**Assignment:** From the listing below, copy every line with the word "delays".

**Dataset extract:**
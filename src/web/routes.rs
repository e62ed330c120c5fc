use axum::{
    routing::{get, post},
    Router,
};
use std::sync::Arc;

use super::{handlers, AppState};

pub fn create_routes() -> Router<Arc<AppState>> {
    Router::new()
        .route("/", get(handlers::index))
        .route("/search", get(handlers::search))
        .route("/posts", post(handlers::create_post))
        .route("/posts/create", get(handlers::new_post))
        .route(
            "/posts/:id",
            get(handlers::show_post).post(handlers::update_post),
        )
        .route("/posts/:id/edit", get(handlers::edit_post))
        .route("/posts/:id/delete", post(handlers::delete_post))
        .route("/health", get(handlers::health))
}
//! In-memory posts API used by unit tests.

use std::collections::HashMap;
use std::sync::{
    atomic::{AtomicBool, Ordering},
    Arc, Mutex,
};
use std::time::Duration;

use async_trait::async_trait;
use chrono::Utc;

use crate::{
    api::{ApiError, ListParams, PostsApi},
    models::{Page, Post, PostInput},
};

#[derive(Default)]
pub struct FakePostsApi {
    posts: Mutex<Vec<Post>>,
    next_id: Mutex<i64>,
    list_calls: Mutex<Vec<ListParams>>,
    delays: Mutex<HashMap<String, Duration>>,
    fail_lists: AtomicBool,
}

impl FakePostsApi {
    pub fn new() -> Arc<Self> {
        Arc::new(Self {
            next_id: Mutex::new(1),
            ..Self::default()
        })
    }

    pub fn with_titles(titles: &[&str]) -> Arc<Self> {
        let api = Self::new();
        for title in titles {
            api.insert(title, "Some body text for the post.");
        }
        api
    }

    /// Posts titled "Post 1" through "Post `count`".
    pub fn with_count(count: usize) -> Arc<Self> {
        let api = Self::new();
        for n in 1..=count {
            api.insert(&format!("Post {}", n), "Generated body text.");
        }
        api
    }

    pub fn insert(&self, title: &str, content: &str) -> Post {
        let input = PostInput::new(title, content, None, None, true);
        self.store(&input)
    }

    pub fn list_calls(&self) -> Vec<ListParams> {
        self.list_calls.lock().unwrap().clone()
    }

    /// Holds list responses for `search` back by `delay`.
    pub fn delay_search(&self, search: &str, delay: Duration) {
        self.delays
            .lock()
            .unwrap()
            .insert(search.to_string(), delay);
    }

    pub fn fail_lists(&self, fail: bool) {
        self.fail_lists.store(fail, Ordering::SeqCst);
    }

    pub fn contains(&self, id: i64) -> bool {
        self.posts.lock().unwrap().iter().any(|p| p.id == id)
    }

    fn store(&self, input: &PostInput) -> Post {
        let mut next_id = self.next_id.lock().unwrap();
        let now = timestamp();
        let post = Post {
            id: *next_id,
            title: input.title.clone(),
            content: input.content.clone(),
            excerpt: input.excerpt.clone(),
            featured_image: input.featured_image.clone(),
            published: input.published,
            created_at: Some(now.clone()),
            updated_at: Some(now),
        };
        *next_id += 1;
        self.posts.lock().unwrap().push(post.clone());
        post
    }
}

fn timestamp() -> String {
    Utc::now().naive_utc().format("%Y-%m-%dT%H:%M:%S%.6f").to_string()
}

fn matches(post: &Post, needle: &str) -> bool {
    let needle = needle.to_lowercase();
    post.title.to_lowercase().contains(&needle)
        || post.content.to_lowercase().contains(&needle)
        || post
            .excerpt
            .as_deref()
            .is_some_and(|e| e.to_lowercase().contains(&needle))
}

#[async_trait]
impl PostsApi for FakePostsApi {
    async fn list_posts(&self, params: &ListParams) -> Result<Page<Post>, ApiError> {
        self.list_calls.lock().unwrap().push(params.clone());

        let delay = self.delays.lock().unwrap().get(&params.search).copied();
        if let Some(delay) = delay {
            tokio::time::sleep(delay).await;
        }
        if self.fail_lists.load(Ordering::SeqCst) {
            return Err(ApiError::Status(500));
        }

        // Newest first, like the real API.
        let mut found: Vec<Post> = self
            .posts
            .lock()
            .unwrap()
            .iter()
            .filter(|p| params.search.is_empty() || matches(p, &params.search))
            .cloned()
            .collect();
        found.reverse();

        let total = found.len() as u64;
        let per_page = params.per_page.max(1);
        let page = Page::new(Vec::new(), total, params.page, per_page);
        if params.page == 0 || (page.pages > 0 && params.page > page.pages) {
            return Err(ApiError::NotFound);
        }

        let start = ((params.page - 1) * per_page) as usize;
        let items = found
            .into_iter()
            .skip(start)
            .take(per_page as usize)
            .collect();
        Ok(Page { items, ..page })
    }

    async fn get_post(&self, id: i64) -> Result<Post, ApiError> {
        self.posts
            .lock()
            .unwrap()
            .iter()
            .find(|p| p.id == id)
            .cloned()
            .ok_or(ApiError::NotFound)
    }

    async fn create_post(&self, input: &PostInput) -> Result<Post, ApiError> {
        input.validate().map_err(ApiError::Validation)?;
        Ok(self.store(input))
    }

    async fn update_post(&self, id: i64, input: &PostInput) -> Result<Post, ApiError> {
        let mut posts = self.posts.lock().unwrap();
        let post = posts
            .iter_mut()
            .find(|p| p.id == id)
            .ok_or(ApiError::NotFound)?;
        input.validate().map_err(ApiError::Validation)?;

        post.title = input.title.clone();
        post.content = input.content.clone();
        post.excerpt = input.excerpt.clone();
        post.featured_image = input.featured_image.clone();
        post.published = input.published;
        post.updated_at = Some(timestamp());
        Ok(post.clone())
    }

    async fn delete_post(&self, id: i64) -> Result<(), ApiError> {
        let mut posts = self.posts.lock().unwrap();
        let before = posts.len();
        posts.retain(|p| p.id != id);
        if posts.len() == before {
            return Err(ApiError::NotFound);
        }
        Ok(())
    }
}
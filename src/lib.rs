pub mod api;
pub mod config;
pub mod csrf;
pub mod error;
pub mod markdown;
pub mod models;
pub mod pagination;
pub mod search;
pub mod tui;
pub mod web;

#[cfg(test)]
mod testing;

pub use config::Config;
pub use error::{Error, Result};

**Task answer:**
    delays: Mutex<HashMap<String, Duration>>,
        self.delays
        let delay = self.delays.lock().unwrap().get(&params.search).copied();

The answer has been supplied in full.